AGENDA ADDITIONS/DELETIONS
Mayor Carroll requested the following agenda additions under correspondence:
1. Holly Malone of Heatherfield Association.
2. Commission on the Bicentennial of the U.S. Constitution - The Roads to Liberty.
3. Residents of Crossgates - Skateboarding.
4. Downtown Merchants - Sidewalk Sale.
5. Town of Leipsic - Request to Borrow City Stage.
The agenda was unanimously approved as amended.
ADOPTION OF MINUTES - REGULAR COUNCIL MEETING OF MAY 25, 1987
Mr. Richter referred to page 3 of the Regular Council Meeting Minutes of May 25, 1987, under the heading “Water/Sewer Tapping Fees”, and moved that the Minutes be amended to show that the new water/sewer tapping fees will become effective July 1, 1987. The motion was seconded by Mr. VanSant and unanimously carried.
By motion of Mr. VanSant, seconded by Mr. Lynn the Regular Council Meeting Minutes of May 25, 1987 were unanimously approved as amended and bore the written approval of Mayor Carroll.
RESOLUTION - DR. LUNA I. MISHOE
By motion of Mr. Christiansen, seconded by Mr. VanSant, Council unanimously approved the following Resolution:
WHEREAS, Dr. Luna Isac Mishoe, scientist, educator and administrator ranking among America’s most distinguished mathematicians and physicists, will retire as president of Delaware State College on June 30, 1987, after 27 years of distinguished service; and
WHEREAS, Dr. Mishoe’s many academic achievements include a Bachelor of Science Degree in mathematics and chemistry from Allen University, Master of Science Degree in mathematics and physics, University of Michigan, Doctor of Philosophy in mathematics, New York University, a year of post doctoral research in mathematics, Oxford University, Bachelor of Science Degree in Accounting and Business Administration and a Master of Business Administration Degree from the Wharton School of the University of Pennsylvania; and
WHEREAS, under the leadership of Dr. Mishoe, Delaware State College has expanded enormously with a determined emphasis placed on the development and improvement of academic programs and academic excellence dedicated to the education of all people.
NOW, THEREFORE, BE IT RESOLVED BY THE MAYOR AND COUNCIL OF THE CITY OF DOVER, IN COUNCIL MET:
1. The Mayor and Council express sincere appreciation to Dr. Mishoe for his many contributions to the community during his distinguished career as President of Delaware State College.

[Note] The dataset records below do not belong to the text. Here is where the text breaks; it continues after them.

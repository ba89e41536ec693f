//! In-memory implementation of [`UserStore`].
//!
//! Rows live in a `BTreeMap` behind a [`tokio::sync::RwLock`], so
//! listings come back in id order like the Postgres backend. Ids are
//! assigned from a counter that is never reused, matching an identity
//! column.

use std::collections::BTreeMap;

use async_trait::async_trait;
use tokio::sync::RwLock;

use super::{StoreError, UserStore};
use crate::domain::{DEFAULT_AGE, NewUser, User, UserId};

#[derive(Debug, Default)]
struct Table {
    rows: BTreeMap<UserId, User>,
    last_id: i32,
}

/// Volatile user store enforcing the same constraints as the SQL schema.
#[derive(Debug, Default)]
pub struct InMemoryUserStore {
    table: RwLock<Table>,
}

impl InMemoryUserStore {
    /// Creates an empty store.
    #[must_use]
    pub fn new() -> Self {
        Self::default()
    }

    /// Returns the number of stored users.
    pub async fn len(&self) -> usize {
        self.table.read().await.rows.len()
    }

    /// Returns `true` if no users are stored.
    pub async fn is_empty(&self) -> bool {
        self.table.read().await.rows.is_empty()
    }
}

#[async_trait]
impl UserStore for InMemoryUserStore {
    async fn ensure_schema(&self) -> Result<(), StoreError> {
        Ok(())
    }

    async fn list_all(&self) -> Result<Vec<User>, StoreError> {
        let table = self.table.read().await;
        Ok(table.rows.values().cloned().collect())
    }

    async fn get_by_id(&self, id: UserId) -> Result<User, StoreError> {
        let table = self.table.read().await;
        table.rows.get(&id).cloned().ok_or(StoreError::NotFound(id))
    }

    async fn insert(&self, user: NewUser) -> Result<User, StoreError> {
        user.check_constraints()
            .map_err(StoreError::ConstraintViolation)?;

        let mut table = self.table.write().await;
        let next = table
            .last_id
            .checked_add(1)
            .ok_or_else(|| StoreError::Unavailable("identity sequence exhausted".to_string()))?;
        table.last_id = next;

        let id = UserId::new(next);
        let row = User {
            id,
            name: user.name,
            age: user.age.unwrap_or(DEFAULT_AGE),
        };
        table.rows.insert(id, row.clone());
        Ok(row)
    }

    async fn delete_by_id(&self, id: UserId) -> Result<User, StoreError> {
        let mut table = self.table.write().await;
        table.rows.remove(&id).ok_or(StoreError::NotFound(id))
    }

    async fn ping(&self) -> Result<(), StoreError> {
        Ok(())
    }
}
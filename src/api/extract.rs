//! Custom Axum extractors that reject with [`ApiError`].
//!
//! The stock `Json` and `Path` rejections answer with plain text and a
//! mix of 400/415/422; these wrappers keep every rejection in the JSON
//! error shape with status 400.

use axum::Json;
use axum::extract::{FromRequest, FromRequestParts, Path, Request};
use axum::http::request::Parts;
use serde::de::DeserializeOwned;

use crate::domain::UserId;
use crate::error::ApiError;

/// JSON body extractor mapping every rejection to
/// [`ApiError::MalformedRequest`].
#[derive(Debug, Clone, Copy, Default)]
pub struct ApiJson<T>(pub T);

impl<T, S> FromRequest<S> for ApiJson<T>
where
    T: DeserializeOwned,
    S: Send + Sync,
{
    type Rejection = ApiError;

    async fn from_request(req: Request, state: &S) -> Result<Self, Self::Rejection> {
        let Json(value) = Json::<T>::from_request(req, state)
            .await
            .map_err(|rejection| ApiError::MalformedRequest(rejection.body_text()))?;
        Ok(Self(value))
    }
}

/// Extracts and parses the `{id}` path segment as a [`UserId`].
#[derive(Debug, Clone, Copy)]
pub struct UserIdPath(pub UserId);

impl<S> FromRequestParts<S> for UserIdPath
where
    S: Send + Sync,
{
    type Rejection = ApiError;

    async fn from_request_parts(parts: &mut Parts, state: &S) -> Result<Self, Self::Rejection> {
        let Path(raw): Path<String> = Path::from_request_parts(parts, state)
            .await
            .map_err(|rejection| ApiError::InvalidId(rejection.body_text()))?;

        raw.parse::<UserId>()
            .map(Self)
            .map_err(|_| ApiError::InvalidId(raw))
    }
}
//! End-to-end HTTP tests against the real router backed by the in-memory
//! store.

#![allow(clippy::panic)]

use std::net::SocketAddr;
use std::sync::Arc;

use reqwest::StatusCode;
use reqwest::header::CONTENT_TYPE;
use serde_json::{Value, json};

use users_api::api::build_app;
use users_api::app_state::AppState;
use users_api::config::MissingAgePolicy;
use users_api::persistence::{InMemoryUserStore, UserStore};

struct TestApp {
    base: String,
    store: Arc<InMemoryUserStore>,
    client: reqwest::Client,
}

impl TestApp {
    async fn spawn(policy: MissingAgePolicy) -> Self {
        let store = Arc::new(InMemoryUserStore::new());
        let users: Arc<dyn UserStore> = Arc::clone(&store) as Arc<dyn UserStore>;
        let app = build_app(AppState::new(users, policy));

        let Ok(listener) = tokio::net::TcpListener::bind("127.0.0.1:0").await else {
            panic!("failed to bind test listener");
        };
        let Ok(addr) = listener.local_addr() else {
            panic!("listener has no address");
        };
        tokio::spawn(async move {
            let _ = axum::serve(listener, app).await;
        });

        Self {
            base: base_url(addr),
            store,
            client: reqwest::Client::new(),
        }
    }

    fn url(&self, path: &str) -> String {
        format!("{}{path}", self.base)
    }

    async fn get(&self, path: &str) -> reqwest::Response {
        let Ok(resp) = self.client.get(self.url(path)).send().await else {
            panic!("GET {path} failed");
        };
        resp
    }

    async fn delete(&self, path: &str) -> reqwest::Response {
        let Ok(resp) = self.client.delete(self.url(path)).send().await else {
            panic!("DELETE {path} failed");
        };
        resp
    }

    async fn post_json(&self, body: &Value) -> reqwest::Response {
        let Ok(resp) = self.client.post(self.url("/users")).json(body).send().await else {
            panic!("POST /users failed");
        };
        resp
    }

    async fn post_raw(&self, body: &'static str) -> reqwest::Response {
        let Ok(resp) = self
            .client
            .post(self.url("/users"))
            .header(CONTENT_TYPE, "application/json")
            .body(body)
            .send()
            .await
        else {
            panic!("POST /users failed");
        };
        resp
    }
}

fn base_url(addr: SocketAddr) -> String {
    format!("http://{addr}")
}

async fn body(resp: reqwest::Response) -> Value {
    let Ok(value) = resp.json::<Value>().await else {
        panic!("response body is not JSON");
    };
    value
}

fn is_json(resp: &reqwest::Response) -> bool {
    resp.headers()
        .get(CONTENT_TYPE)
        .and_then(|v| v.to_str().ok())
        .is_some_and(|v| v.starts_with("application/json"))
}

#[tokio::test]
async fn create_get_delete_scenario() {
    let app = TestApp::spawn(MissingAgePolicy::SchemaDefault).await;
    let expected = json!({"id": 1, "name": "Ann", "age": 30});

    let resp = app.post_json(&json!({"name": "Ann", "age": 30})).await;
    assert_eq!(resp.status(), StatusCode::CREATED);
    assert!(is_json(&resp));
    assert_eq!(body(resp).await, expected);

    let resp = app.get("/users/1").await;
    assert_eq!(resp.status(), StatusCode::OK);
    assert!(is_json(&resp));
    assert_eq!(body(resp).await, expected);

    let resp = app.delete("/users/1").await;
    assert_eq!(resp.status(), StatusCode::OK);
    assert_eq!(body(resp).await, expected);

    let resp = app.get("/users/1").await;
    assert_eq!(resp.status(), StatusCode::NOT_FOUND);
    assert!(is_json(&resp));
    assert_eq!(body(resp).await["error"]["code"], 2001);
}

#[tokio::test]
async fn list_on_empty_table_is_empty_array() {
    let app = TestApp::spawn(MissingAgePolicy::SchemaDefault).await;
    let resp = app.get("/users").await;
    assert_eq!(resp.status(), StatusCode::OK);
    assert!(is_json(&resp));
    assert_eq!(body(resp).await, json!([]));
}

#[tokio::test]
async fn list_returns_created_users() {
    let app = TestApp::spawn(MissingAgePolicy::SchemaDefault).await;
    let _ = app.post_json(&json!({"name": "Ann", "age": 30})).await;
    let _ = app.post_json(&json!({"name": "Bob", "age": 44})).await;

    let resp = app.get("/users").await;
    assert_eq!(resp.status(), StatusCode::OK);
    assert_eq!(
        body(resp).await,
        json!([
            {"id": 1, "name": "Ann", "age": 30},
            {"id": 2, "name": "Bob", "age": 44},
        ])
    );
}

#[tokio::test]
async fn unknown_ids_are_not_found() {
    let app = TestApp::spawn(MissingAgePolicy::SchemaDefault).await;
    assert_eq!(app.get("/users/99").await.status(), StatusCode::NOT_FOUND);
    assert_eq!(app.delete("/users/99").await.status(), StatusCode::NOT_FOUND);
}

#[tokio::test]
async fn non_integer_id_is_bad_request() {
    let app = TestApp::spawn(MissingAgePolicy::SchemaDefault).await;
    let resp = app.get("/users/abc").await;
    assert_eq!(resp.status(), StatusCode::BAD_REQUEST);
    assert!(is_json(&resp));
    assert_eq!(body(resp).await["error"]["code"], 1002);

    assert_eq!(
        app.delete("/users/1%20OR%201=1").await.status(),
        StatusCode::BAD_REQUEST
    );
}

#[tokio::test]
async fn underage_insert_is_rejected_without_a_row() {
    let app = TestApp::spawn(MissingAgePolicy::SchemaDefault).await;
    let resp = app.post_json(&json!({"name": "Kid", "age": 17})).await;
    assert_eq!(resp.status(), StatusCode::UNPROCESSABLE_ENTITY);
    assert_eq!(body(resp).await["error"]["code"], 1003);
    assert!(app.store.is_empty().await);
}

#[tokio::test]
async fn overlong_or_empty_name_is_rejected() {
    let app = TestApp::spawn(MissingAgePolicy::SchemaDefault).await;
    let long = "n".repeat(56);
    let resp = app.post_json(&json!({"name": long, "age": 30})).await;
    assert_eq!(resp.status(), StatusCode::UNPROCESSABLE_ENTITY);

    let resp = app.post_json(&json!({"name": "", "age": 30})).await;
    assert_eq!(resp.status(), StatusCode::UNPROCESSABLE_ENTITY);

    let padded = format!("Ann{}", " ".repeat(60));
    let resp = app.post_json(&json!({"name": padded, "age": 30})).await;
    assert_eq!(resp.status(), StatusCode::UNPROCESSABLE_ENTITY);
    assert!(app.store.is_empty().await);
}

#[tokio::test]
async fn nul_in_name_is_a_constraint_violation() {
    let app = TestApp::spawn(MissingAgePolicy::SchemaDefault).await;
    let resp = app.post_raw(r#"{"name":"a\u0000b","age":30}"#).await;
    assert_eq!(resp.status(), StatusCode::UNPROCESSABLE_ENTITY);
    assert_eq!(body(resp).await["error"]["code"], 1003);
    assert!(app.store.is_empty().await);
}

#[tokio::test]
async fn padded_or_signed_id_is_bad_request() {
    let app = TestApp::spawn(MissingAgePolicy::SchemaDefault).await;
    let _ = app.post_json(&json!({"name": "Ann", "age": 30})).await;
    assert_eq!(app.get("/users/1").await.status(), StatusCode::OK);
    assert_eq!(app.get("/users/%201").await.status(), StatusCode::BAD_REQUEST);
    assert_eq!(app.get("/users/+1").await.status(), StatusCode::BAD_REQUEST);
    assert_eq!(app.delete("/users/+1").await.status(), StatusCode::BAD_REQUEST);
}

#[tokio::test]
async fn malformed_body_is_bad_request_without_a_row() {
    let app = TestApp::spawn(MissingAgePolicy::SchemaDefault).await;
    for raw in [
        "{not json",
        "",
        r#"{"age": 30}"#,
        r#"{"name": "Ann", "age": "old"}"#,
    ] {
        let resp = app.post_raw(raw).await;
        assert_eq!(resp.status(), StatusCode::BAD_REQUEST, "body {raw:?}");
        assert!(is_json(&resp));
        assert_eq!(body(resp).await["error"]["code"], 1001);
    }
    assert!(app.store.is_empty().await);
}

#[tokio::test]
async fn missing_content_type_is_bad_request() {
    let app = TestApp::spawn(MissingAgePolicy::SchemaDefault).await;
    let Ok(resp) = app
        .client
        .post(app.url("/users"))
        .body(r#"{"name":"Ann","age":30}"#)
        .send()
        .await
    else {
        panic!("POST /users failed");
    };
    assert_eq!(resp.status(), StatusCode::BAD_REQUEST);
    assert!(app.store.is_empty().await);
}

#[tokio::test]
async fn omitted_age_uses_schema_default() {
    let app = TestApp::spawn(MissingAgePolicy::SchemaDefault).await;
    let resp = app.post_json(&json!({"name": "Bo"})).await;
    assert_eq!(resp.status(), StatusCode::CREATED);
    assert_eq!(body(resp).await, json!({"id": 1, "name": "Bo", "age": 18}));
}

#[tokio::test]
async fn omitted_age_is_rejected_under_reject_policy() {
    let app = TestApp::spawn(MissingAgePolicy::Reject).await;
    let resp = app.post_json(&json!({"name": "Bo"})).await;
    assert_eq!(resp.status(), StatusCode::BAD_REQUEST);
    assert!(app.store.is_empty().await);

    let resp = app.post_json(&json!({"name": "Bo", "age": 19})).await;
    assert_eq!(resp.status(), StatusCode::CREATED);
}

#[tokio::test]
async fn service_survives_failed_requests() {
    let app = TestApp::spawn(MissingAgePolicy::SchemaDefault).await;
    let _ = app.post_raw("garbage").await;
    let _ = app.get("/users/404").await;
    let _ = app.post_json(&json!({"name": "Kid", "age": 3})).await;

    let resp = app.post_json(&json!({"name": "Ann", "age": 30})).await;
    assert_eq!(resp.status(), StatusCode::CREATED);
}

#[tokio::test]
async fn health_reports_database_up() {
    let app = TestApp::spawn(MissingAgePolicy::SchemaDefault).await;
    let resp = app.get("/health").await;
    assert_eq!(resp.status(), StatusCode::OK);
    let value = body(resp).await;
    assert_eq!(value["status"], "healthy");
    assert_eq!(value["database"], "up");
}

#[tokio::test]
async fn openapi_document_is_served() {
    let app = TestApp::spawn(MissingAgePolicy::SchemaDefault).await;
    let resp = app.get("/api-docs/openapi.json").await;
    assert_eq!(resp.status(), StatusCode::OK);
    let value = body(resp).await;
    assert!(value["paths"]["/users/{id}"].is_object());
}
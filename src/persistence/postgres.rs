//! PostgreSQL implementation of [`UserStore`].

use std::time::Duration;

use async_trait::async_trait;
use sqlx::PgPool;
use sqlx::postgres::{PgConnectOptions, PgPoolOptions};

use super::{StoreError, UserStore};
use crate::config::DatabaseConfig;
use crate::domain::{NewUser, User, UserId};

const CREATE_TABLE: &str = "CREATE TABLE IF NOT EXISTS users (\
     id INT GENERATED ALWAYS AS IDENTITY PRIMARY KEY, \
     name TEXT NOT NULL CHECK (char_length(name) BETWEEN 1 AND 55), \
     age SMALLINT NOT NULL DEFAULT 18 CHECK (age >= 18)\
     )";

type UserRow = (i32, String, i16);

/// PostgreSQL-backed user store using `sqlx::PgPool`.
#[derive(Debug, Clone)]
pub struct PostgresUserStore {
    pool: PgPool,
}

impl PostgresUserStore {
    /// Wraps an existing connection pool.
    #[must_use]
    pub fn new(pool: PgPool) -> Self {
        Self { pool }
    }

    /// Opens a connection pool from the database settings.
    ///
    /// The pool connects eagerly so that bad credentials fail startup.
    ///
    /// # Errors
    ///
    /// Returns [`StoreError::Unavailable`] if no connection can be made.
    pub async fn connect(config: &DatabaseConfig) -> Result<Self, StoreError> {
        let options = PgConnectOptions::new()
            .host(&config.host)
            .port(config.port)
            .username(&config.user)
            .password(&config.password)
            .database(&config.dbname);

        let pool = PgPoolOptions::new()
            .max_connections(config.max_connections)
            .min_connections(config.min_connections)
            .acquire_timeout(Duration::from_secs(config.connect_timeout_secs))
            .connect_with(options)
            .await
            .map_err(|e| StoreError::Unavailable(e.to_string()))?;

        tracing::info!(
            host = %config.host,
            port = config.port,
            dbname = %config.dbname,
            "connected to postgres"
        );
        Ok(Self::new(pool))
    }
}

#[async_trait]
impl UserStore for PostgresUserStore {
    async fn ensure_schema(&self) -> Result<(), StoreError> {
        sqlx::query(CREATE_TABLE)
            .execute(&self.pool)
            .await
            .map_err(|e| StoreError::Unavailable(e.to_string()))?;
        tracing::info!("users table ready");
        Ok(())
    }

    async fn list_all(&self) -> Result<Vec<User>, StoreError> {
        let rows = sqlx::query_as::<_, UserRow>("SELECT id, name, age FROM users ORDER BY id")
            .fetch_all(&self.pool)
            .await
            .map_err(map_sqlx_error)?;

        Ok(rows.into_iter().map(into_user).collect())
    }

    async fn get_by_id(&self, id: UserId) -> Result<User, StoreError> {
        sqlx::query_as::<_, UserRow>("SELECT id, name, age FROM users WHERE id = $1")
            .bind(id.get())
            .fetch_optional(&self.pool)
            .await
            .map_err(map_sqlx_error)?
            .map(into_user)
            .ok_or(StoreError::NotFound(id))
    }

    async fn insert(&self, user: NewUser) -> Result<User, StoreError> {
        let row = match user.age {
            Some(age) => {
                sqlx::query_as::<_, UserRow>(
                    "INSERT INTO users (name, age) VALUES ($1, $2) RETURNING id, name, age",
                )
                .bind(user.name)
                .bind(age)
                .fetch_one(&self.pool)
                .await
            }
            None => {
                sqlx::query_as::<_, UserRow>(
                    "INSERT INTO users (name) VALUES ($1) RETURNING id, name, age",
                )
                .bind(user.name)
                .fetch_one(&self.pool)
                .await
            }
        }
        .map_err(map_sqlx_error)?;

        Ok(into_user(row))
    }

    async fn delete_by_id(&self, id: UserId) -> Result<User, StoreError> {
        sqlx::query_as::<_, UserRow>("DELETE FROM users WHERE id = $1 RETURNING id, name, age")
            .bind(id.get())
            .fetch_optional(&self.pool)
            .await
            .map_err(map_sqlx_error)?
            .map(into_user)
            .ok_or(StoreError::NotFound(id))
    }

    async fn ping(&self) -> Result<(), StoreError> {
        sqlx::query_scalar::<_, i32>("SELECT 1")
            .fetch_one(&self.pool)
            .await
            .map(|_| ())
            .map_err(|e| StoreError::Unavailable(e.to_string()))
    }

    async fn close(&self) {
        self.pool.close().await;
        tracing::info!("postgres pool closed");
    }
}

fn into_user((id, name, age): UserRow) -> User {
    User {
        id: UserId::new(id),
        name,
        age,
    }
}

/// Splits driver errors into data errors and infrastructure errors.
fn map_sqlx_error(err: sqlx::Error) -> StoreError {
    match &err {
        sqlx::Error::Database(db_err)
            if db_err.code().as_deref().is_some_and(is_constraint_sqlstate) =>
        {
            StoreError::ConstraintViolation(db_err.message().to_string())
        }
        _ => StoreError::Unavailable(err.to_string()),
    }
}

/// SQLSTATE class 23 (integrity constraint violation), string and numeric
/// overflow, and 22021 (invalid byte sequence, raised for U+0000 in text).
fn is_constraint_sqlstate(code: &str) -> bool {
    code.starts_with("23") || matches!(code, "22001" | "22003" | "22021")
}
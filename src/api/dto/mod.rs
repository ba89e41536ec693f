//! Data Transfer Objects for REST request serialization.
//!
//! Responses serialize [`crate::domain::User`] directly.

pub mod user_dto;

pub use user_dto::*;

2. The Mayor and Council wish Dr. Mishoe and his family personal content and happiness through the years of retirement and continued success in their life’s pursuits.
3. The Mayor and Council directs the City Clerk to make this Resolution a part of the permanent records of the City of Dover as a testimonial to the educational excellence and community service made possible by the professional expertise of Dr. Luna Isac Mishoe.
ADOPTED: June 8, 1987
Mr. Daisey offered to present the framed Resolution to Dr. Mishoe at a dinner being held in his behalf at the Sheraton Inn on Wednesday, June 10, 1987 at 6:30 p.m.
RESOLUTION - EMANUEL BARROS
By motion of Mr. VanSant, seconded by Mr. Lynn, Council unanimously adopted the following Resolution:
WHEREAS, Emanuel Barros, a respected citizen and businessman of the City of Dover, passed away on March 16, 1987, greatly saddening Mayor and Council and his many friends, and
WHEREAS, Emanuel Barros will be respectfully remembered as a leader in the community, having served in numerous capacities with exemplary dedication, and
WHEREAS, his many accomplishments include serving and operating Emanuel’s Department Store in downtown Dover for 49 years and serving as Chairman of the Dover Parking Authority, and having contributing greatly to the overall development of the downtown area, and
WHEREAS, Emanuel Barros served as past chairman of the Red Cross and the American Cancer Association; was a member, former president, and Paul Harris Fellow of the Dover Rotary Club; was a 56 year member of Union Lodge 7 AF&AM; and was a member of Grand Lodge Nur Temple; 32nd Degree Shriner, and
WHEREAS, the religious activities of Emanuel Barros included serving as the first president of Congregation Beth Shalom, a member of the Senior Citizen Task Force of the Jewish Federation of Delaware, and former director of the National Conference of Christians and Jews.
NOW, THEREFORE, BE IT RESOLVED BY THE MAYOR AND COUNCIL OF THE CITY OF DOVER, IN COUNCIL MET:
1. The Mayor and Council express their regret for the death of Emanuel Barros and extends to the members of his family this expression of sincere sympathy and the hope that they will be consoled by the memories of his fine life and achievements.
2. The Mayor and Council direct the City Clerk of Council to place this Resolution in the permanent records of the City of Dover in recognition of the many contributions graciously given to his community by Emanuel Barros.
ADOPTED: June 8, 1987
YASMINE S. WASFI AND SCOTT R. EVANS - PRESIDENTIAL SCHOLARS FOR 1987
By motion of Mr. VanSant, seconded by Mrs. Legates, the following Resolution was unanimously approved:
WHEREAS, two high school seniors, Yasmine S. Wasfi of Dover High School, and Scott R. Evans of Caesar Rodney High School, were among 140 students named as Presidential Scholars for 1987; and
WHEREAS, presentation of this Resolution represents an effort to give recognition to these students for their exemplary academic achievements as well as their accomplishments in community and school activities; and
WHEREAS, Yasmine S. Wasfi and Scott R. Evans have demonstrated an extreme dedication to their studies, resulting in this worthwhile and honored award; and
WHEREAS, at a June 17, 1987 White House ceremony, President Ronald Reagan will address the 1987 Presidential Scholars, presenting each with a medallion in honor of their accomplishments.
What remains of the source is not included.